90 jours (d'ici le 22 août 2026) :
- Chiratae Ventures, qui a déjà investi 10 millions de dollars dans 5 startups via Sonic DeepTech, annoncera un deuxième tour du programme. Cette fois : 25 millions de dollars pour 10 startups. Le partenariat avec Nvidia s'élargira : les startups auront accès non seulement aux outils mais aussi aux GPU cloud à des prix subventionnés. Cela rendra les startups indiennes 30 à 40 % moins chères à exploiter que leurs homologues américaines.

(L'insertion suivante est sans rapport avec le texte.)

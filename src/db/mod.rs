/// Postgres persistence for users, chirps and refresh tokens

pub mod chirps;
mod refresh_tokens;
pub mod users;

pub use chirps::{ChirpRecord, SortOrder};
pub use users::UserRecord;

- L'une des startups en neurotechnologie de la liste des 24 (probablement une travaillant sur les interfaces cerveau-ordinateur) lèvera un tour de série A auprès du singapourien Temasek et du japonais SoftBank. Montant : 50 à 70 millions de dollars. Ce sera la plus grande transaction dans la neurotechnologie indienne. La valorisation de la startup atteindra 300 millions de dollars.

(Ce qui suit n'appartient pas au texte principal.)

use crate::error::ConfigError;

/// bcrypt accepts work factors in this range
pub const MIN_BCRYPT_COST: u32 = 4;
pub const MAX_BCRYPT_COST: u32 = 31;

#[derive(serde::Deserialize, Clone)]
pub struct Settings {
    pub database: DatabaseSettings,
    pub application: ApplicationSettings,
    pub auth: AuthSettings,
    #[serde(default)]
    pub telemetry: TelemetrySettings,
}

/// Deployment platform. Destructive admin endpoints only run on `Dev`.
#[derive(serde::Deserialize, Clone, Copy, Debug, PartialEq, Eq)]
#[serde(rename_all = "lowercase")]
pub enum Platform {
    Dev,
    Production,
}

#[derive(serde::Deserialize, Clone)]
pub struct ApplicationSettings {
    pub host: String,
    pub port: u16,
    pub platform: Platform,
    #[serde(default = "default_static_dir")]
    pub static_dir: String,
}

impl ApplicationSettings {
    pub fn address(&self) -> String {
        format!("{}:{}", self.host, self.port)
    }
}

fn default_static_dir() -> String {
    "./public".to_string()
}

#[derive(serde::Deserialize, Clone)]
pub struct DatabaseSettings {
    pub username: String,
    pub password: String,
    pub port: u16,
    pub host: String,
    pub database_name: String,
}

impl DatabaseSettings {
    pub fn connection_string(&self) -> String {
        format!(
            "postgres://{}:{}@{}:{}/{}",
            self.username, self.password, self.host, self.port, self.database_name
        )
    }

    pub fn connection_string_without_db(&self) -> String {
        format!(
            "postgres://{}:{}@{}:{}",
            self.username, self.password, self.host, self.port
        )
    }
}

/// Token signing, webhook and password hashing settings
#[derive(serde::Deserialize, Clone)]
pub struct AuthSettings {
    pub secret: String,
    pub polka_key: String,
    #[serde(default = "default_access_token_ttl")]
    pub access_token_ttl_seconds: i64,
    #[serde(default = "default_refresh_token_ttl")]
    pub refresh_token_ttl_days: i64,
    #[serde(default = "default_bcrypt_cost")]
    pub bcrypt_cost: u32,
}

impl AuthSettings {
    pub fn access_token_ttl(&self) -> chrono::Duration {
        chrono::Duration::seconds(self.access_token_ttl_seconds)
    }

    pub fn refresh_token_ttl(&self) -> chrono::Duration {
        chrono::Duration::days(self.refresh_token_ttl_days)
    }

    fn validate(&self) -> Result<(), ConfigError> {
        if self.secret.trim().is_empty() {
            return Err(ConfigError::MissingRequired("auth.secret".to_string()));
        }
        if self.polka_key.trim().is_empty() {
            return Err(ConfigError::MissingRequired("auth.polka_key".to_string()));
        }
        if self.access_token_ttl_seconds <= 0 || self.refresh_token_ttl_days <= 0 {
            return Err(ConfigError::InvalidValue(
                "token lifetimes must be positive".to_string(),
            ));
        }
        if !(MIN_BCRYPT_COST..=MAX_BCRYPT_COST).contains(&self.bcrypt_cost) {
            return Err(ConfigError::InvalidValue(format!(
                "auth.bcrypt_cost must be between {} and {}",
                MIN_BCRYPT_COST, MAX_BCRYPT_COST
            )));
        }
        Ok(())
    }
}

fn default_access_token_ttl() -> i64 {
    60 * 60
}

fn default_refresh_token_ttl() -> i64 {
    60
}

fn default_bcrypt_cost() -> u32 {
    bcrypt::DEFAULT_COST
}

#[derive(serde::Deserialize, Clone, Debug)]
pub struct TelemetrySettings {
    pub level: String,
    pub json: bool,
}

impl Default for TelemetrySettings {
    fn default() -> Self {
        Self {
            level: "info".to_string(),
            json: true,
        }
    }
}

impl Settings {
    pub fn validate(&self) -> Result<(), ConfigError> {
        self.auth.validate()
    }
}

/// Reads `configuration.yaml` (if present) and `APP_*` environment variables,
/// e.g. `APP_AUTH__SECRET=...` overrides `auth.secret`.
pub fn get_configuration() -> Result<Settings, ConfigError> {
    let settings = config::Config::builder()
        .add_source(config::File::with_name("configuration").required(false))
        .add_source(
            config::Environment::with_prefix("APP")
                .prefix_separator("_")
                .separator("__"),
        )
        .build()?;
    let settings = settings.try_deserialize::<Settings>()?;
    settings.validate()?;
    Ok(settings)
}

- Plus important encore : Pixxel et Sarvam présenteront un prototype de leur centre de données orbital. Ils démontreront un satellite avec des GPU embarqués traitant des images hyperspectrales en temps réel sans les transmettre à la Terre. Ce sera le premier vol de démonstration publique au monde d'un tel système. L'Inde prendra l'initiative sur les États-Unis et la Chine dans l'informatique spatiale. Les actions des entreprises liées grimperont de 40 à 50 %, et les fonds américains commenceront à acheter en panique toute startup liée à « l'informatique de périphérie dans l'espace ».
Résumé : Les 24 startups présentées à Bengaluru le 21 mai ne sont pas une information. Ce sont un signal. Un signal que l'Inde a cessé d'être un fournisseur de services et est devenue un créateur de deeptech de niveau mondial. Et plus important encore, elle a appris à vendre ces technologies aux investisseurs mondiaux avant qu'elles ne deviennent des produits. C'est une « préparation à la prévente » pour une industrie entière.
Et pendant que les analystes occidentaux débattent pour savoir si « l'Inde rattrapera la Chine », les startups indiennes prennent tranquillement position à Nice, Paris et en orbite. Et dans 90 jours, lorsque Pixxel lancera son centre de données satellitaire, la réponse sera évidente. Il n'y a plus personne à rattraper.